EXERCISE OBJECTIVE: Whenever the string "true" turns up in a line of the data below, copy that line.

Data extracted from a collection
==========

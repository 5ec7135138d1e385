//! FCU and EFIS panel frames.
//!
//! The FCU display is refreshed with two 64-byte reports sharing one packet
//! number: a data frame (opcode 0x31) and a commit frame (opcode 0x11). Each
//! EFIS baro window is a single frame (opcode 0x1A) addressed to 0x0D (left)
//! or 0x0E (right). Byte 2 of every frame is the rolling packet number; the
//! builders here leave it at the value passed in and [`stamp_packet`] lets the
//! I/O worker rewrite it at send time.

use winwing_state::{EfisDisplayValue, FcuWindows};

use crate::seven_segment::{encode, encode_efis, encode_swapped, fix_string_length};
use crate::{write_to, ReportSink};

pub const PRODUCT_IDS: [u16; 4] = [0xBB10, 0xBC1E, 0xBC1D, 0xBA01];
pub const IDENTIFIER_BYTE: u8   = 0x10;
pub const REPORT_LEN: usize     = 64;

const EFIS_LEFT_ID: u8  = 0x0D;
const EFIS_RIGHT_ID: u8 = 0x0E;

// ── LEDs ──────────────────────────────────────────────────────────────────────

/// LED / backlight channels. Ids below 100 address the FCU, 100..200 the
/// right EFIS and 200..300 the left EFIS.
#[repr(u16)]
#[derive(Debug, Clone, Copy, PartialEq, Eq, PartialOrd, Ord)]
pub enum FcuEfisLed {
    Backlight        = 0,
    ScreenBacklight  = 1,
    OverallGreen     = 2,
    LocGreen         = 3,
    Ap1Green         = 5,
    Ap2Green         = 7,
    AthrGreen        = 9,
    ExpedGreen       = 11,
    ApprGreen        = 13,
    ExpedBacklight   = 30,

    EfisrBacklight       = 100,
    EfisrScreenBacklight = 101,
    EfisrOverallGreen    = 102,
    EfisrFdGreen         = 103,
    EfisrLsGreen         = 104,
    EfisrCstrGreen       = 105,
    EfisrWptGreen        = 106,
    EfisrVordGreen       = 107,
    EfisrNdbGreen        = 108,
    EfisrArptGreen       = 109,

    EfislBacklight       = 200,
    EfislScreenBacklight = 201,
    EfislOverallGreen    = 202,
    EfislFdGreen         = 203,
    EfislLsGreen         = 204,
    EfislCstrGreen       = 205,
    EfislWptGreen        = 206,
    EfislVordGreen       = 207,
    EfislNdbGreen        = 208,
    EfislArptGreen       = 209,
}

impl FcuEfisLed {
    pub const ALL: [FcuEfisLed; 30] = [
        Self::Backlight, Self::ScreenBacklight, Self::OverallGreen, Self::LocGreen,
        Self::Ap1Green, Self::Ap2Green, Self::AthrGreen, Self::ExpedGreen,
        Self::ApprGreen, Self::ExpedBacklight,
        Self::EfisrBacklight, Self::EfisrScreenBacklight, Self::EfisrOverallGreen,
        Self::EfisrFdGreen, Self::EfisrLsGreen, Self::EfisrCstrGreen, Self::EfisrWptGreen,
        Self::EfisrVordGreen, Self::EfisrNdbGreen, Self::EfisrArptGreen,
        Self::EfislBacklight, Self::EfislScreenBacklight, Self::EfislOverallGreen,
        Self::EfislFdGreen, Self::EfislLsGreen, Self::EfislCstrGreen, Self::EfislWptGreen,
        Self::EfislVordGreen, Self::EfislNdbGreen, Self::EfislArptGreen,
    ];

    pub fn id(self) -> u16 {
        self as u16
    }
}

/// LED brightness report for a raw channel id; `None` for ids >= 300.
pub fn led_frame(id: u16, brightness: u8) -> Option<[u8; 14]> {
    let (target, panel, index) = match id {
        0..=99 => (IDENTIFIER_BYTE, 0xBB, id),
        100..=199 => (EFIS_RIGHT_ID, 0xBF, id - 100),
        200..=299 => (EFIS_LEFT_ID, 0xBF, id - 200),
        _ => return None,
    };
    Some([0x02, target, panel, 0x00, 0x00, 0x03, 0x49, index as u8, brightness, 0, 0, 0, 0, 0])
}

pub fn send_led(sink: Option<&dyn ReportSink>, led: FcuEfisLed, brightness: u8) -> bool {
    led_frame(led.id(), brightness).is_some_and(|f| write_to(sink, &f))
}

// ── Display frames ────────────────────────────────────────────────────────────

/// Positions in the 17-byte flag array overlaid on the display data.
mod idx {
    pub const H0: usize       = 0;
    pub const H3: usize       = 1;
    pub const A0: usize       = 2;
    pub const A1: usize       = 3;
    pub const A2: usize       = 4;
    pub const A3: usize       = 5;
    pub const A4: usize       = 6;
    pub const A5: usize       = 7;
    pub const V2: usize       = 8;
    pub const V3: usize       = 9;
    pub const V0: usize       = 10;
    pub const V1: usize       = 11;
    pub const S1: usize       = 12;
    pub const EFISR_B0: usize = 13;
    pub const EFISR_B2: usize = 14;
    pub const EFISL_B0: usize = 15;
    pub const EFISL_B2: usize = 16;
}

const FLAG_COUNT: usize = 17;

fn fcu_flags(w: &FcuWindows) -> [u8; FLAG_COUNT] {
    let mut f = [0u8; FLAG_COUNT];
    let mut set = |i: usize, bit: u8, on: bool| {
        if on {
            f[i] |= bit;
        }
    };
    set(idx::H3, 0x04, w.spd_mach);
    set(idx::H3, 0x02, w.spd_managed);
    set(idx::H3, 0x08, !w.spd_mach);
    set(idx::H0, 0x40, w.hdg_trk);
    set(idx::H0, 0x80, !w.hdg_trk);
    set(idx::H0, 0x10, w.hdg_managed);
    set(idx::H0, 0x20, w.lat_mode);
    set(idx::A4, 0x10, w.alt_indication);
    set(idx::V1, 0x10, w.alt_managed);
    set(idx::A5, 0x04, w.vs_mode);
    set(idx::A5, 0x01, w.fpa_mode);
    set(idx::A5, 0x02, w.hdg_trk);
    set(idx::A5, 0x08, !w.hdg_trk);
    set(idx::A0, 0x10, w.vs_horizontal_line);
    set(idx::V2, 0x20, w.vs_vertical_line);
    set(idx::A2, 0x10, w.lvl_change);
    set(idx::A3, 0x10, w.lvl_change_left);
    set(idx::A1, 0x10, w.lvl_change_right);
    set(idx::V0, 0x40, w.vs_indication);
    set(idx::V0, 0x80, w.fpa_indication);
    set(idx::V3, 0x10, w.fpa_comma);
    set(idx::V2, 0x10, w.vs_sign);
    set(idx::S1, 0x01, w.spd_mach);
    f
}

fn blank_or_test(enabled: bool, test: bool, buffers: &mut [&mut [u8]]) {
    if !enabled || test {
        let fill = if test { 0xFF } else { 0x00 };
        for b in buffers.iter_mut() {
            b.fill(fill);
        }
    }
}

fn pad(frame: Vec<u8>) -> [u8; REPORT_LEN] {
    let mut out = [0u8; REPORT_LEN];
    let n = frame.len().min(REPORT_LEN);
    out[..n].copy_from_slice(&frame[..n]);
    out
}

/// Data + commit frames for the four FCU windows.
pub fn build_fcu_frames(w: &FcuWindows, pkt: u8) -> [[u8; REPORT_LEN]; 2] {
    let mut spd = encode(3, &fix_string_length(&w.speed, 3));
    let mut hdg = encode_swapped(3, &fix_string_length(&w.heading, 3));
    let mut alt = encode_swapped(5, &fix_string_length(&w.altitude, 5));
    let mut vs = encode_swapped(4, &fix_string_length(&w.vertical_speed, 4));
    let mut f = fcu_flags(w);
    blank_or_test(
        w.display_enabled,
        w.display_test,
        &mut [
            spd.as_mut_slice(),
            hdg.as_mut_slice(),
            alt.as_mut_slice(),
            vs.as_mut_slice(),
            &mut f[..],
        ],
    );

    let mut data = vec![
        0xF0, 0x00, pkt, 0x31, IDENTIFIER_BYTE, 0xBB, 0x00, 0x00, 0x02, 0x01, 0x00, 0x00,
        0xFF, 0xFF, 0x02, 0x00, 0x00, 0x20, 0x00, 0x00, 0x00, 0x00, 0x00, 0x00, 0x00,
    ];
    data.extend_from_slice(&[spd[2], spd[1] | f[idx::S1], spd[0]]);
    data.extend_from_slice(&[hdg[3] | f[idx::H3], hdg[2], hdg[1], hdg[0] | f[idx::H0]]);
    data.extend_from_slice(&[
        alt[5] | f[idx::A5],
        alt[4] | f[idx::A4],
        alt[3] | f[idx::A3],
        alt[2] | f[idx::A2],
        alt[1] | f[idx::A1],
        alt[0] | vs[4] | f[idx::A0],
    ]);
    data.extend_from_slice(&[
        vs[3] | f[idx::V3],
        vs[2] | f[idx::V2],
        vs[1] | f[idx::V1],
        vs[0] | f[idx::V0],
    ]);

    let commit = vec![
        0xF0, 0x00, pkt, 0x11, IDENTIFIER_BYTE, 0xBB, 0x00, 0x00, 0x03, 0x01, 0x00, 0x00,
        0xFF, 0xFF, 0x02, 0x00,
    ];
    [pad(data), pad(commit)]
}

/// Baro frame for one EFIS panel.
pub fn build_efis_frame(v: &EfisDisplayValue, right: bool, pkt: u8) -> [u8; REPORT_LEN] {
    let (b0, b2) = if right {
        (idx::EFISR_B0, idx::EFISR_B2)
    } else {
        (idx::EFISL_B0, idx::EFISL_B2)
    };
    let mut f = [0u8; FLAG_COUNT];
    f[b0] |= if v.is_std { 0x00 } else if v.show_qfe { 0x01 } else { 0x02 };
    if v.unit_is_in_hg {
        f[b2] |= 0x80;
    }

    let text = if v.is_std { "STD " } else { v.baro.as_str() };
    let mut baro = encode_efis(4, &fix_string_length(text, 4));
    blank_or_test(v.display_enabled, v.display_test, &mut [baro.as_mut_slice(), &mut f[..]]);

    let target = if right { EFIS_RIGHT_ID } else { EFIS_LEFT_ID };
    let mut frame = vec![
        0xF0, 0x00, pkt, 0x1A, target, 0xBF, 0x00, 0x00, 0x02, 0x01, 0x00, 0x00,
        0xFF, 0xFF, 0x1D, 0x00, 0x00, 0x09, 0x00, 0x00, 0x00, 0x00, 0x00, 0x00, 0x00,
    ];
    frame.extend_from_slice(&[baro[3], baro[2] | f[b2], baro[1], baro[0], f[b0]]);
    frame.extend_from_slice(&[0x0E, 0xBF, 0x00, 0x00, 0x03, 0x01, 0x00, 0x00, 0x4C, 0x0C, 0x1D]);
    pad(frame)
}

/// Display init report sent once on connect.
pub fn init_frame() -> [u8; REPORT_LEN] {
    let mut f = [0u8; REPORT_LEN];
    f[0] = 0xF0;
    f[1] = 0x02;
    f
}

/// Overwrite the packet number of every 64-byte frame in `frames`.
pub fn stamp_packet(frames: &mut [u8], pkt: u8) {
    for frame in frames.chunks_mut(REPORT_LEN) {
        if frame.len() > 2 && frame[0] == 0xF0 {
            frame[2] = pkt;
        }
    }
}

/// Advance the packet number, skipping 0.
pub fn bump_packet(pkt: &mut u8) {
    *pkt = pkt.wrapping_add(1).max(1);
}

==========

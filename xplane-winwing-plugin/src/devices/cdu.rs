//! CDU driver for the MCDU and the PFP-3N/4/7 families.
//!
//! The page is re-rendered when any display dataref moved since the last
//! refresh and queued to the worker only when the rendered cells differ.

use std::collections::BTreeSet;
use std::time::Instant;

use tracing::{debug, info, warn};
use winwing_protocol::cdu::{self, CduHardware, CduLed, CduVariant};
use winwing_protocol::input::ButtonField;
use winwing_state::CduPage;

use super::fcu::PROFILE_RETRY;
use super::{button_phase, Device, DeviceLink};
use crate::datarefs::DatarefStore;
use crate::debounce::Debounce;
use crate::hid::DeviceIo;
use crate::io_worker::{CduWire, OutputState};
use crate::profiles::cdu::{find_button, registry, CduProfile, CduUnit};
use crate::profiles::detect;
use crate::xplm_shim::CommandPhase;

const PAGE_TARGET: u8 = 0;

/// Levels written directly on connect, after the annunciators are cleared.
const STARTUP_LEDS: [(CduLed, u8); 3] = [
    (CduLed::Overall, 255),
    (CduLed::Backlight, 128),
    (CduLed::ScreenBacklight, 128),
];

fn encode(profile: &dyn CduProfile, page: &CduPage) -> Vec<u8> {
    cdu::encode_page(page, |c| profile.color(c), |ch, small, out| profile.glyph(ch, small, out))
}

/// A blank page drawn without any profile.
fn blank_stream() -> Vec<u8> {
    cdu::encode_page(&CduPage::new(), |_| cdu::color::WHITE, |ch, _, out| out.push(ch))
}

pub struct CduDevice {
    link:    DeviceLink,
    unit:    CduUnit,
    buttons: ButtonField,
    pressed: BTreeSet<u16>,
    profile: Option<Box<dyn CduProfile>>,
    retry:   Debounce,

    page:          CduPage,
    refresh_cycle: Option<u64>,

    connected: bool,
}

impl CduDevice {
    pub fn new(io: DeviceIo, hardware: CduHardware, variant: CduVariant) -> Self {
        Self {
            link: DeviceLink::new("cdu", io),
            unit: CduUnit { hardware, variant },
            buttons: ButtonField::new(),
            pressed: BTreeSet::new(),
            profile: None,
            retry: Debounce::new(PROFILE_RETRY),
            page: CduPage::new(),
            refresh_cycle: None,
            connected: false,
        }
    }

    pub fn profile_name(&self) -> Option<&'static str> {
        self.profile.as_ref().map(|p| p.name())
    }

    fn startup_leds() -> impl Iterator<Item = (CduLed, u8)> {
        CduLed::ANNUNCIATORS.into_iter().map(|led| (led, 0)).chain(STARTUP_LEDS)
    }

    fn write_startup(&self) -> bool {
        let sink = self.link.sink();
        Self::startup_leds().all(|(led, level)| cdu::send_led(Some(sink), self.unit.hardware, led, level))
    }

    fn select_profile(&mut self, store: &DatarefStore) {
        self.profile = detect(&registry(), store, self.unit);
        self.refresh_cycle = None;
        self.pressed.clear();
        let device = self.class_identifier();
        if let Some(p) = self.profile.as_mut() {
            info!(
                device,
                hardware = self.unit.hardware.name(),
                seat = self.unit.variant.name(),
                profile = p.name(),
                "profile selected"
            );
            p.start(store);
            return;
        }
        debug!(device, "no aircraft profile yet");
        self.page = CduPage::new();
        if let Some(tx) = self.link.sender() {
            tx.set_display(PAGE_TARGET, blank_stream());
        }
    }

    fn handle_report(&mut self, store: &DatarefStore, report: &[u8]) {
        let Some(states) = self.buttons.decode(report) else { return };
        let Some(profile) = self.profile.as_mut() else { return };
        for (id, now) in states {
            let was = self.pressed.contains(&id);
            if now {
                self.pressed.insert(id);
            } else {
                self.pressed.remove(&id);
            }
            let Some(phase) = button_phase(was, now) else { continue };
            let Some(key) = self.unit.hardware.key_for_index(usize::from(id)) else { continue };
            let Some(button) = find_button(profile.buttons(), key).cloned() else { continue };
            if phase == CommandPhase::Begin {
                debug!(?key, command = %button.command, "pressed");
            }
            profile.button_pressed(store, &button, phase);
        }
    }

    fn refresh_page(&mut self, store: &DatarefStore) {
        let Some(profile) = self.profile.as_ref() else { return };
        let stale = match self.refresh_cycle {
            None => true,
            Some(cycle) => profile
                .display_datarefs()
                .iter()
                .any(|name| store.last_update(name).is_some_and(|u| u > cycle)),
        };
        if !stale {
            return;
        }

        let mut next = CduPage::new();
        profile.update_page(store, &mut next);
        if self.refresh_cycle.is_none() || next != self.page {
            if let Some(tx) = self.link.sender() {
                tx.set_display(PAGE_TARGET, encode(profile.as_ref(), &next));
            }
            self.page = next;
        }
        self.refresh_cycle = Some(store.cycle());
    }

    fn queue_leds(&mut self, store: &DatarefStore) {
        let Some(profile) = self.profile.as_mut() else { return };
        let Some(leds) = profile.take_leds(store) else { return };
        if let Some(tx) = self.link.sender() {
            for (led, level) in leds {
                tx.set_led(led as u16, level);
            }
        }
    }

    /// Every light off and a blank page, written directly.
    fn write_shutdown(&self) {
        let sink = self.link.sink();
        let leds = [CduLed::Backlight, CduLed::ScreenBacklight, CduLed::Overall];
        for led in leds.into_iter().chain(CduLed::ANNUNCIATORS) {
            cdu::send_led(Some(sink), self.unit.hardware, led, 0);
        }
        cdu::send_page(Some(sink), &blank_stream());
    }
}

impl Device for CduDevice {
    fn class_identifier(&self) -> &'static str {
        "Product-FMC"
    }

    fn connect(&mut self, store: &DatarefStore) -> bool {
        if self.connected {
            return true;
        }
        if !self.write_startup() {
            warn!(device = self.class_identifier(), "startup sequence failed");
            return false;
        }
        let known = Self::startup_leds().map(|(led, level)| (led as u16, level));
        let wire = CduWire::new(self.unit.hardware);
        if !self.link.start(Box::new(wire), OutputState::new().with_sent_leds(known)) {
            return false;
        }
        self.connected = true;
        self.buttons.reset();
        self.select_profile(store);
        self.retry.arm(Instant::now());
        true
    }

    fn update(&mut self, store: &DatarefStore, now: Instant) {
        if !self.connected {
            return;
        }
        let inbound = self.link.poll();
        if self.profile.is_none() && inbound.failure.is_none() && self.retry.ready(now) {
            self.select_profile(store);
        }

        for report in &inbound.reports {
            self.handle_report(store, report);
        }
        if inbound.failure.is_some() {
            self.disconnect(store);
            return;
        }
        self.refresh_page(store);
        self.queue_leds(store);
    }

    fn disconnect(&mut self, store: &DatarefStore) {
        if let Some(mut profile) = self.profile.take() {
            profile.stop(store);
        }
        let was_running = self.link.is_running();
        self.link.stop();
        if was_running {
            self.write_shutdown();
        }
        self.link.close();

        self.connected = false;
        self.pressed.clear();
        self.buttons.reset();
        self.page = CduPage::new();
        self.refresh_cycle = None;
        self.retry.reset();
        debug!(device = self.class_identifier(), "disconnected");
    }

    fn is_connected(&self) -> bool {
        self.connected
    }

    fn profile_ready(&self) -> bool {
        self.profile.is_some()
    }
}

==========

SOLUTION TO THE EXERCISE:
            None => true,
            return true;
        self.connected = true;
        true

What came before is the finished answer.